4 preguntas sobre standing desk: ¿merece la pena? mi experiencia real

¿Cuántas horas al día hay que trabajar de pie con un standing desk?
Entre 1,5 y 2,5 horas repartidas a lo largo del día es lo recomendable para la mayoría. El INSST recomienda no pasar más del 50% de la jornada en la misma postura. Empieza con 20-30 minutos de pie por hora y ve subiendo el tiempo progresivamente.
¿Un standing desk ayuda con el dolor de espalda?
Puede aliviar la fatiga lumbar si lo combinas con una buena silla ergonómica y alternas de postura con regularidad. Por sí solo no soluciona nada: si tienes dolor crónico, consulta con un fisioterapeuta antes de cambiar tu setup.
¿Merece la pena un escritorio elevable con presupuesto ajustado?

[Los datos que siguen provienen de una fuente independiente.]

//! Decoding: base64 text back to bytes.
//!
//! [`Decoder`] is an incremental state machine that can be fed input in
//! arbitrary slices; the free functions drive it from a stream or buffer.
//!
//! Accepted input:
//! - ASCII whitespace (space, tab, CR, LF) anywhere is ignored.
//! - The final quantum may be padded (`xx==`, `xxx=`) or unpadded (`xx`,
//!   `xxx`). A lone trailing symbol is rejected.
//! - Nothing but whitespace may follow padding.

use std::io::{self, Read, Write};

use crate::alphabet::{Alphabet, PAD};
use crate::error::Base64Error;

/// Bytes read from the source per decode batch.
const READ_BLOCK: usize = 4096;

fn is_whitespace(byte: u8) -> bool {
    matches!(byte, b' ' | b'\t' | b'\r' | b'\n')
}

/// Incremental base64 decoder.
#[derive(Clone, Debug)]
pub struct Decoder {
    alphabet: Alphabet,
    /// Sextets of the quantum being assembled.
    quantum: [u8; 4],
    filled: usize,
    /// `=` symbols seen in the current quantum.
    padding: usize,
    /// A padded quantum was completed; only whitespace may follow.
    closed: bool,
    /// Input bytes fed so far.
    consumed: u64,
}

impl Decoder {
    /// Create a decoder for `alphabet`.
    pub fn new(alphabet: Alphabet) -> Self {
        Self {
            alphabet,
            quantum: [0; 4],
            filled: 0,
            padding: 0,
            closed: false,
            consumed: 0,
        }
    }

    /// Number of input bytes fed so far, whitespace included.
    pub fn consumed(&self) -> u64 {
        self.consumed
    }

    /// Decode `input`, appending complete bytes to `out`.
    ///
    /// On error, `out` holds everything decoded before the offending byte.
    pub fn feed(&mut self, input: &[u8], out: &mut Vec<u8>) -> Result<(), Base64Error> {
        for &byte in input {
            let offset = self.consumed;
            self.consumed += 1;

            if is_whitespace(byte) {
                continue;
            }
            if byte == PAD {
                self.pad(offset, out)?;
                continue;
            }
            let Some(sextet) = self.alphabet.decode(byte) else {
                return Err(Base64Error::InvalidByte { offset, byte });
            };
            if self.closed || self.padding > 0 {
                return Err(Base64Error::MalformedPadding { offset });
            }
            self.quantum[self.filled] = sextet;
            self.filled += 1;
            if self.filled == 4 {
                self.emit(3, out);
            }
        }
        Ok(())
    }

    fn pad(&mut self, offset: u64, out: &mut Vec<u8>) -> Result<(), Base64Error> {
        if self.closed || self.filled < 2 {
            return Err(Base64Error::MalformedPadding { offset });
        }
        self.padding += 1;
        if self.filled + self.padding == 4 {
            self.emit(self.filled - 1, out);
            self.closed = true;
        }
        Ok(())
    }

    /// Write the first `bytes` bytes of the current quantum and reset it.
    fn emit(&mut self, bytes: usize, out: &mut Vec<u8>) {
        let q = &self.quantum;
        let n = (u32::from(q[0]) << 18)
            | (u32::from(q[1]) << 12)
            | (u32::from(q[2]) << 6)
            | u32::from(q[3]);
        let decoded = [(n >> 16) as u8, (n >> 8) as u8, n as u8];
        out.extend_from_slice(&decoded[..bytes]);
        self.quantum = [0; 4];
        self.filled = 0;
        self.padding = 0;
    }

    /// Flush an unpadded final quantum and check the input ended cleanly.
    pub fn finish(mut self, out: &mut Vec<u8>) -> Result<(), Base64Error> {
        let offset = self.consumed;
        if self.padding > 0 {
            return Err(Base64Error::MalformedPadding { offset });
        }
        match self.filled {
            0 => Ok(()),
            1 => Err(Base64Error::MalformedPadding { offset }),
            filled => {
                self.emit(filled - 1, out);
                Ok(())
            }
        }
    }
}

/// Decode everything `src` yields into `dst`.
///
/// Returns the number of source bytes consumed. On a decode error, the
/// bytes decoded before the offending input have already been written.
pub fn decode_stream<W: Write, R: Read>(
    mut dst: W,
    mut src: R,
    alphabet: Alphabet,
) -> Result<u64, Base64Error> {
    let mut decoder = Decoder::new(alphabet);
    let mut block = [0u8; READ_BLOCK];
    let mut out = Vec::with_capacity(READ_BLOCK / 4 * 3);
    loop {
        let read = match src.read(&mut block) {
            Ok(0) => break,
            Ok(n) => n,
            Err(e) if e.kind() == io::ErrorKind::Interrupted => continue,
            Err(e) => return Err(e.into()),
        };
        let fed = decoder.feed(&block[..read], &mut out);
        dst.write_all(&out)?;
        out.clear();
        fed?;
    }
    let consumed = decoder.consumed();
    decoder.finish(&mut out)?;
    dst.write_all(&out)?;
    dst.flush()?;
    Ok(consumed)
}

/// Decode `src` into `dst`.
///
/// Returns the number of source bytes consumed.
pub fn decode_buffer<W: Write>(
    mut dst: W,
    src: &[u8],
    alphabet: Alphabet,
) -> Result<usize, Base64Error> {
    let out = decode_to_vec(src, alphabet)?;
    dst.write_all(&out)?;
    dst.flush()?;
    Ok(src.len())
}

/// Decode `src` into a new vector.
pub fn decode_to_vec(src: &[u8], alphabet: Alphabet) -> Result<Vec<u8>, Base64Error> {
    let mut decoder = Decoder::new(alphabet);
    let mut out = Vec::with_capacity(src.len() / 4 * 3 + 2);
    decoder.feed(src, &mut out)?;
    decoder.finish(&mut out)?;
    Ok(out)
}
#[cfg(test)]
mod tests {
    use super::*;

    fn pushed(values: impl IntoIterator<Item = i32>) -> ChunkedArray<i32> {
        let mut array = ChunkedArray::new();
        for v in values {
            array.push(v).unwrap();
        }
        array
    }

    #[test]
    fn push_five_then_index_and_pop() {
        let mut array = pushed(1..=5);
        assert_eq!(array.len(), 5);
        assert_eq!(array.get(0), Ok(Some(&1)));
        assert_eq!(array.get(4), Ok(Some(&5)));

        assert_eq!(array.pop(), Ok(Some(5)));
        assert_eq!(array.len(), 4);
        assert_eq!(array.get(3), Ok(Some(&4)));
        array.assert_invariants();
    }

    #[test]
    fn get_follows_push_order_across_chunk_boundaries() {
        // 1 + 4 + 16 + 64 = 85 fills four chunks exactly; go a bit past.
        let array = pushed(0..100);
        assert_eq!(array.chunk_capacities(), vec![256, 64, 16, 4, 1]);
        for i in 0..100 {
            assert_eq!(array.get(i as usize), Ok(Some(&i)), "index {i}");
        }
        array.assert_invariants();
    }

    #[test]
    fn first_and_last_slot_of_every_chunk() {
        let array = pushed(0..85);
        // Chunk boundaries in push order: [0], [1..5), [5..21), [21..85).
        for &i in &[0, 1, 4, 5, 20, 21, 84] {
            assert_eq!(array.get(i), Ok(Some(&(i as i32))));
        }
        assert_eq!(array.capacity(), 85);
        array.assert_invariants();
    }

    #[test]
    fn pops_come_back_in_reverse_order() {
        let mut array = pushed(0..50);
        let popped: Vec<i32> = (0..50).map(|_| array.pop().unwrap().unwrap()).collect();
        let expected: Vec<i32> = (0..50).rev().collect();
        assert_eq!(popped, expected);
        assert!(array.is_empty());
        array.assert_invariants();
    }

    #[test]
    fn push_then_pop_restores_len() {
        let mut array = pushed(0..7);
        array.push(99).unwrap();
        assert_eq!(array.pop(), Ok(Some(99)));
        assert_eq!(array.len(), 7);
        assert_eq!(array.get(6), Ok(Some(&6)));
        array.assert_invariants();
    }

    #[test]
    fn pop_on_fresh_array_underflows() {
        let mut array = ChunkedArray::<i32>::new();
        assert_eq!(array.pop(), Err(VlistError::Underflow));
        assert_eq!(array.chunk_count(), 0);
    }

    #[test]
    fn pop_after_draining_underflows_without_freeing() {
        let mut array = pushed([1]);
        assert_eq!(array.pop(), Ok(Some(1)));
        assert_eq!(array.pop(), Err(VlistError::Underflow));
        // The drained head is kept for the next push.
        assert_eq!(array.chunk_count(), 1);
        array.assert_invariants();
    }

    #[test]
    fn get_and_set_reject_index_at_or_past_len() {
        let mut array = pushed(0..3);
        let at_len = VlistError::IndexOutOfBounds { index: 3, len: 3 };
        assert_eq!(array.get(3), Err(at_len.clone()));
        assert_eq!(array.set(3, 0), Err(at_len));
        assert_eq!(
            array.get(10),
            Err(VlistError::IndexOutOfBounds { index: 10, len: 3 })
        );
        assert_eq!(
            array.set(usize::MAX, 0),
            Err(VlistError::IndexOutOfBounds {
                index: usize::MAX,
                len: 3
            })
        );
    }

    #[test]
    fn get_on_empty_array_is_out_of_bounds() {
        let array = ChunkedArray::<i32>::new();
        assert_eq!(
            array.get(0),
            Err(VlistError::IndexOutOfBounds { index: 0, len: 0 })
        );
    }

    #[test]
    fn set_returns_previous_and_leaves_neighbours() {
        let mut array = pushed(0..20);
        assert_eq!(array.set(7, 700), Ok(Some(7)));
        assert_eq!(array.get(7), Ok(Some(&700)));
        assert_eq!(array.get(6), Ok(Some(&6)));
        assert_eq!(array.get(8), Ok(Some(&8)));
        assert_eq!(array.len(), 20);
    }

    #[test]
    fn get_mut_edits_in_place() {
        let mut array = pushed(0..5);
        if let Ok(Some(v)) = array.get_mut(2) {
            *v *= 10;
        }
        assert_eq!(array.get(2), Ok(Some(&20)));
    }

    #[test]
    fn ensure_grows_then_ignores_smaller_targets() {
        let mut array = ChunkedArray::<i32>::with_len(0).unwrap();
        assert_eq!(array.ensure(10), Ok(10));
        assert_eq!(array.len(), 10);
        assert_eq!(array.ensure(3), Ok(10));
        assert_eq!(array.len(), 10);
        for _ in 0..7 {
            array.pop().unwrap();
        }
        assert_eq!(array.len(), 3);
        array.assert_invariants();
    }

    #[test]
    fn ensure_without_fill_leaves_vacant_slots() {
        let mut array = pushed([1, 2]);
        array.ensure(6).unwrap();
        assert_eq!(array.get(0), Ok(Some(&1)));
        assert_eq!(array.get(1), Ok(Some(&2)));
        assert_eq!(array.get(2), Ok(None));
        assert_eq!(array.get(5), Ok(None));
        assert_eq!(array.set(5, 50), Ok(None));
        assert_eq!(array.get(5), Ok(Some(&50)));
        array.assert_invariants();
    }

    #[test]
    fn ensure_with_fill_zeroes_new_slots() {
        let mut array = ChunkedArray::<u32>::new().zeroed();
        array.push(9).unwrap();
        array.ensure(30).unwrap();
        assert_eq!(array.get(0), Ok(Some(&9)));
        for i in 1..30 {
            assert_eq!(array.get(i), Ok(Some(&0)), "index {i}");
        }
        array.assert_invariants();
    }

    #[test]
    fn ensure_overshoot_returns_to_free_slots() {
        let mut array = ChunkedArray::<u8>::new().zeroed();
        // Chunks 1 + 4 + 16 = 21 slots are needed for 6 elements.
        array.ensure(6).unwrap();
        assert_eq!(array.len(), 6);
        assert_eq!(array.chunk_capacities(), vec![16, 4, 1]);
        assert_eq!(array.capacity(), 21);
        // The 15 spare slots take pushes without another chunk.
        for v in 0..15 {
            array.push(v).unwrap();
        }
        assert_eq!(array.chunk_count(), 3);
        assert_eq!(array.get(6), Ok(Some(&0)));
        assert_eq!(array.get(20), Ok(Some(&14)));
        array.assert_invariants();
    }

    #[test]
    fn ensure_within_head_free_slots_allocates_nothing() {
        let mut array = pushed(0..2);
        // Heads: [4, 1], one used slot in the 4-chunk, three free.
        assert_eq!(array.chunk_capacities(), vec![4, 1]);
        array.ensure(4).unwrap();
        assert_eq!(array.chunk_count(), 2);
        assert_eq!(array.get(0), Ok(Some(&0)));
        assert_eq!(array.get(1), Ok(Some(&1)));
        array.push(7).unwrap();
        assert_eq!(array.get(4), Ok(Some(&7)));
        array.assert_invariants();
    }

    #[test]
    fn ensure_from_empty_to_exact_chunk_total() {
        let mut array = ChunkedArray::<u8>::new();
        array.ensure(21).unwrap();
        assert_eq!(array.chunk_capacities(), vec![16, 4, 1]);
        array.push(1).unwrap();
        assert_eq!(array.chunk_capacities(), vec![64, 16, 4, 1]);
        array.assert_invariants();
    }

    #[test]
    fn zeroed_with_len_fills_every_slot() {
        let array = ChunkedArray::<i64>::zeroed_with_len(37).unwrap();
        assert_eq!(array.len(), 37);
        assert!((0..37).all(|i| array.get(i) == Ok(Some(&0))));
        array.assert_invariants();
    }

    #[test]
    fn custom_fill_hook_is_used() {
        let array =
            ChunkedArray::with_len_in(5, VlistConfig::default(), Global, Some(|| -1i32)).unwrap();
        assert!((0..5).all(|i| array.get(i) == Ok(Some(&-1))));
    }

    #[test]
    fn five_pushes_need_more_than_one_chunk() {
        let array = pushed(0..5);
        assert!(array.chunk_count() >= 2);
        assert_eq!(array.chunk_capacities(), vec![4, 1]);
    }

    #[test]
    fn pop_frees_drained_head_lazily() {
        let mut array = pushed(0..6);
        assert_eq!(array.chunk_capacities(), vec![16, 4, 1]);
        array.pop().unwrap();
        // The 16-chunk is now empty but still linked.
        assert_eq!(array.chunk_count(), 3);
        assert_eq!(array.pop(), Ok(Some(4)));
        assert_eq!(array.chunk_capacities(), vec![4, 1]);
        array.assert_invariants();
    }

    #[test]
    fn push_after_lazy_release_grows_from_new_head() {
        let mut array = pushed(0..6);
        array.pop().unwrap();
        array.pop().unwrap();
        // Slot 0 of the promoted 4-chunk is free again.
        array.push(40).unwrap();
        assert_eq!(array.chunk_capacities(), vec![4, 1]);
        array.push(41).unwrap();
        assert_eq!(array.chunk_capacities(), vec![16, 4, 1]);
        assert_eq!(array.get(4), Ok(Some(&40)));
        assert_eq!(array.get(5), Ok(Some(&41)));
        array.assert_invariants();
    }

    #[test]
    fn ceiling_keeps_chunks_bounded() {
        let config = VlistConfig::new().with_max_chunk_capacity(8);
        let mut array = ChunkedArray::with_config(config).unwrap();
        for v in 0..50 {
            array.push(v).unwrap();
        }
        let capacities = array.chunk_capacities();
        assert!(capacities.iter().all(|&c| c <= 8));
        assert_eq!(capacities[..2], [8, 8]);
        for i in 0..50 {
            assert_eq!(array.get(i), Ok(Some(&(i as i32))));
        }
        array.assert_invariants();
    }

    #[test]
    fn invalid_config_is_rejected() {
        let config = VlistConfig {
            growth_factor: 0,
            ..VlistConfig::default()
        };
        assert!(matches!(
            ChunkedArray::<u8>::with_config(config),
            Err(VlistError::InvalidConfig { .. })
        ));
    }

    #[test]
    fn elements_do_not_move_when_array_grows() {
        let mut array = ChunkedArray::new();
        array.push(String::from("anchor")).unwrap();
        let before = array.get(0).unwrap().unwrap() as *const String;
        for i in 0..1000 {
            array.push(i.to_string()).unwrap();
        }
        let after = array.get(0).unwrap().unwrap() as *const String;
        assert_eq!(before, after);
    }

    #[test]
    fn drop_releases_long_chain() {
        let config = VlistConfig {
            growth_factor: 1,
            first_chunk_capacity: 1,
            max_chunk_capacity: None,
        };
        let mut array = ChunkedArray::with_config(config).unwrap();
        for v in 0..100_000u32 {
            array.push(v).unwrap();
        }
        assert_eq!(array.chunk_count(), 100_000);
        drop(array);
    }

    #[test]
    fn debug_shows_shape_not_elements() {
        let array = pushed(0..3);
        let text = format!("{array:?}");
        assert!(text.contains("len: 3"));
        assert!(text.contains("chunks: [4, 1]"));
    }

    mod proptests {
        use super::*;
        use proptest::prelude::*;

        #[derive(Clone, Debug)]
        enum Op {
            Push(i32),
            Pop,
            Set(usize, i32),
            Ensure(usize),
        }

        fn op() -> impl Strategy<Value = Op> {
            prop_oneof![
                4 => any::<i32>().prop_map(Op::Push),
                3 => Just(Op::Pop),
                2 => (0usize..200, any::<i32>()).prop_map(|(i, v)| Op::Set(i, v)),
                1 => (0usize..200).prop_map(Op::Ensure),
            ]
        }

        proptest! {
            #[test]
            fn matches_vec_model(
                ops in proptest::collection::vec(op(), 1..200),
                growth_factor in 1usize..6,
                ceiling in proptest::option::of(1usize..20),
            ) {
                let config = VlistConfig {
                    growth_factor,
                    first_chunk_capacity: 1,
                    max_chunk_capacity: ceiling,
                };
                let mut array = ChunkedArray::with_config(config).unwrap();
                let mut model: Vec<Option<i32>> = Vec::new();

                for op in ops {
                    match op {
                        Op::Push(v) => {
                            array.push(v).unwrap();
                            model.push(Some(v));
                        }
                        Op::Pop => match model.pop() {
                            Some(expected) => prop_assert_eq!(array.pop(), Ok(expected)),
                            None => prop_assert_eq!(array.pop(), Err(VlistError::Underflow)),
                        },
                        Op::Set(i, v) => {
                            if i < model.len() {
                                let previous = model[i].replace(v);
                                prop_assert_eq!(array.set(i, v), Ok(previous));
                            } else {
                                prop_assert!(array.set(i, v).is_err());
                            }
                        }
                        Op::Ensure(n) => {
                            if n > model.len() {
                                model.resize(n, None);
                            }
                            prop_assert_eq!(array.ensure(n), Ok(model.len()));
                        }
                    }
                    array.assert_invariants();
                    prop_assert_eq!(array.len(), model.len());
                }

                for (i, expected) in model.iter().enumerate() {
                    prop_assert_eq!(array.get(i), Ok(expected.as_ref()));
                }
            }

            #[test]
            fn ensure_preserves_prefix(
                prefix in proptest::collection::vec(any::<u16>(), 0..60),
                extra in 0usize..300,
            ) {
                let mut array = ChunkedArray::new().zeroed();
                for &v in &prefix {
                    array.push(v).unwrap();
                }
                let target = prefix.len() + extra;
                prop_assert_eq!(array.ensure(target), Ok(target));
                for (i, v) in prefix.iter().enumerate() {
                    prop_assert_eq!(array.get(i), Ok(Some(v)));
                }
                for i in prefix.len()..target {
                    prop_assert_eq!(array.get(i), Ok(Some(&0)));
                }
                array.assert_invariants();
            }
        }
    }
}
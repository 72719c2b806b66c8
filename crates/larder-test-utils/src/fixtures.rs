//! Shared text fixtures.
//!
//! - [`RFC4648_VECTORS`]: the base64 test vectors from RFC 4648 §10.
//! - [`SAMPLE_INI`]: an INI document exercising sections, comments and the
//!   parser's recovery rules, with [`SAMPLE_INI_ENTRIES`] as its expected
//!   callback sequence.

/// `(plain, standard-alphabet encoding)` pairs from RFC 4648 §10.
pub const RFC4648_VECTORS: &[(&str, &str)] = &[
    ("", ""),
    ("f", "Zg=="),
    ("fo", "Zm8="),
    ("foo", "Zm9v"),
    ("foob", "Zm9vYg=="),
    ("fooba", "Zm9vYmE="),
    ("foobar", "Zm9vYmFy"),
];

/// An INI document covering every construct the parser recognises.
pub const SAMPLE_INI: &str = "\
; leading comment
name = larder
   version=0.1.0

[server]
host = example.org
# a hash comment
port= 8080
[paths
root = /srv/larder
bare key
=orphan value
[empty]
";

/// Entries [`SAMPLE_INI`] produces, as `(section, key, value)`.
pub const SAMPLE_INI_ENTRIES: &[(Option<&str>, &str, &str)] = &[
    (None, "name", "larder"),
    (None, "version", "0.1.0"),
    (Some("server"), "host", "example.org"),
    (Some("server"), "port", "8080"),
    (Some("paths"), "root", "/srv/larder"),
    (Some("paths"), "bare key", "=orphan value"),
];
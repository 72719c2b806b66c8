//! Error types for INI parsing.

use std::fmt;
use std::io;

/// Errors that stop an INI parse.
///
/// Malformed content never produces an error; the parser recovers and
/// moves on. Only the source failing, or a rejected configuration, does.
#[derive(Debug)]
pub enum IniError {
    /// Reading the source failed.
    Io(io::Error),
    /// [`IniLimits`](crate::IniLimits) failed validation.
    InvalidLimits {
        /// Human-readable description of the problem.
        reason: String,
    },
}

impl fmt::Display for IniError {
    fn fmt(&self, f: &mut fmt::Formatter<'_>) -> fmt::Result {
        match self {
            Self::Io(e) => write!(f, "I/O error: {e}"),
            Self::InvalidLimits { reason } => write!(f, "invalid limits: {reason}"),
        }
    }
}

impl std::error::Error for IniError {
    fn source(&self) -> Option<&(dyn std::error::Error + 'static)> {
        match self {
            Self::Io(e) => Some(e),
            Self::InvalidLimits { .. } => None,
        }
    }
}

impl From<io::Error> for IniError {
    fn from(e: io::Error) -> Self {
        Self::Io(e)
    }
}
//! Streaming base64 encoding and decoding (RFC 4648).
//!
//! Both the standard alphabet and the URL- and filename-safe variant are
//! supported, selected by [`Alphabet`]. Encoders always pad; decoders
//! accept padded or unpadded input and skip ASCII whitespace.
//!
//! Stream functions read until end of input and report how many source
//! bytes they consumed. Decode errors carry the offset of the offending
//! byte; whatever decoded cleanly before it has already been written.
//!
//! # Example
//!
//! ```
//! use larder_base64::{decode_to_vec, encode_to_string, Alphabet};
//!
//! let text = encode_to_string(b"larder", Alphabet::Standard);
//! assert_eq!(text, "bGFyZGVy");
//! assert_eq!(decode_to_vec(text.as_bytes(), Alphabet::Standard)?, b"larder");
//! # Ok::<(), larder_base64::Base64Error>(())
//! ```

#![deny(missing_docs)]
#![deny(rustdoc::broken_intra_doc_links)]
#![forbid(unsafe_code)]

pub mod alphabet;
pub mod decode;
pub mod encode;
pub mod error;

pub use alphabet::Alphabet;
pub use decode::{decode_buffer, decode_stream, decode_to_vec, Decoder};
pub use encode::{encode_buffer, encode_stream, encode_to_string, encoded_len, EncoderWriter};
pub use error::Base64Error;
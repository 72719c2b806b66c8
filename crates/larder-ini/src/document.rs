//! An in-memory view of a parsed INI document.

use std::io::BufRead;
use std::ops::ControlFlow;

use indexmap::IndexMap;

use crate::error::IniError;
use crate::limits::IniLimits;
use crate::parser::parse_ini;

type Entries = IndexMap<String, String>;

/// Every entry of an INI document, grouped by section.
///
/// Sections and keys keep the order they first appeared in. A repeated
/// key overwrites the earlier value but keeps its position. Section
/// headers with no entries under them are not recorded.
#[derive(Clone, Debug, Default, PartialEq, Eq)]
pub struct IniDocument {
    global: Entries,
    sections: IndexMap<String, Entries>,
}

impl IniDocument {
    /// Create an empty document.
    pub fn new() -> Self {
        Self::default()
    }

    /// Parse all of `src` into a document.
    pub fn parse<R: BufRead>(src: R, limits: &IniLimits) -> Result<Self, IniError> {
        let mut doc = Self::new();
        parse_ini(src, limits, |section, key, value| {
            doc.insert(section, key, value);
            ControlFlow::Continue(())
        })?;
        Ok(doc)
    }

    /// Set `key` in `section`, returning the value it replaced.
    pub fn insert(&mut self, section: Option<&str>, key: &str, value: &str) -> Option<String> {
        let entries = match section {
            None => &mut self.global,
            Some(name) => self.sections.entry(name.to_owned()).or_default(),
        };
        entries.insert(key.to_owned(), value.to_owned())
    }

    /// Value of `key` in `section` (`None` for entries before any header).
    pub fn get(&self, section: Option<&str>, key: &str) -> Option<&str> {
        self.entries_of(section)?.get(key).map(String::as_str)
    }

    /// Names of the sections that hold at least one entry, in order.
    pub fn sections(&self) -> impl Iterator<Item = &str> {
        self.sections.keys().map(String::as_str)
    }

    /// Entries of `section` in order; empty if the section is unknown.
    pub fn entries(&self, section: Option<&str>) -> impl Iterator<Item = (&str, &str)> {
        self.entries_of(section)
            .into_iter()
            .flat_map(|entries| entries.iter().map(|(k, v)| (k.as_str(), v.as_str())))
    }

    /// Total number of entries across all sections.
    pub fn len(&self) -> usize {
        self.global.len() + self.sections.values().map(IndexMap::len).sum::<usize>()
    }

    /// True if the document holds no entries.
    pub fn is_empty(&self) -> bool {
        self.len() == 0
    }

    fn entries_of(&self, section: Option<&str>) -> Option<&Entries> {
        match section {
            None => Some(&self.global),
            Some(name) => self.sections.get(name),
        }
    }
}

Por debajo de 200 EUR los elevables manuales funcionan, pero son incómodos de usar en el día a día. A partir de 250-300 EUR ya hay eléctricos decentes. Si el presupuesto es justo, mejor invertir primero en una buena silla ergonómica: el impacto en la espalda es mayor.
¿Cuánto tarda en amortizarse un escritorio elevable?
Depende de si de verdad lo usas en modo elevado. Si lo acabas usando siempre a la misma altura, nunca se amortiza. Si alternas durante 8 horas al día, la mejora en energía y concentración puede justificarlo en 6-12 meses de uso real.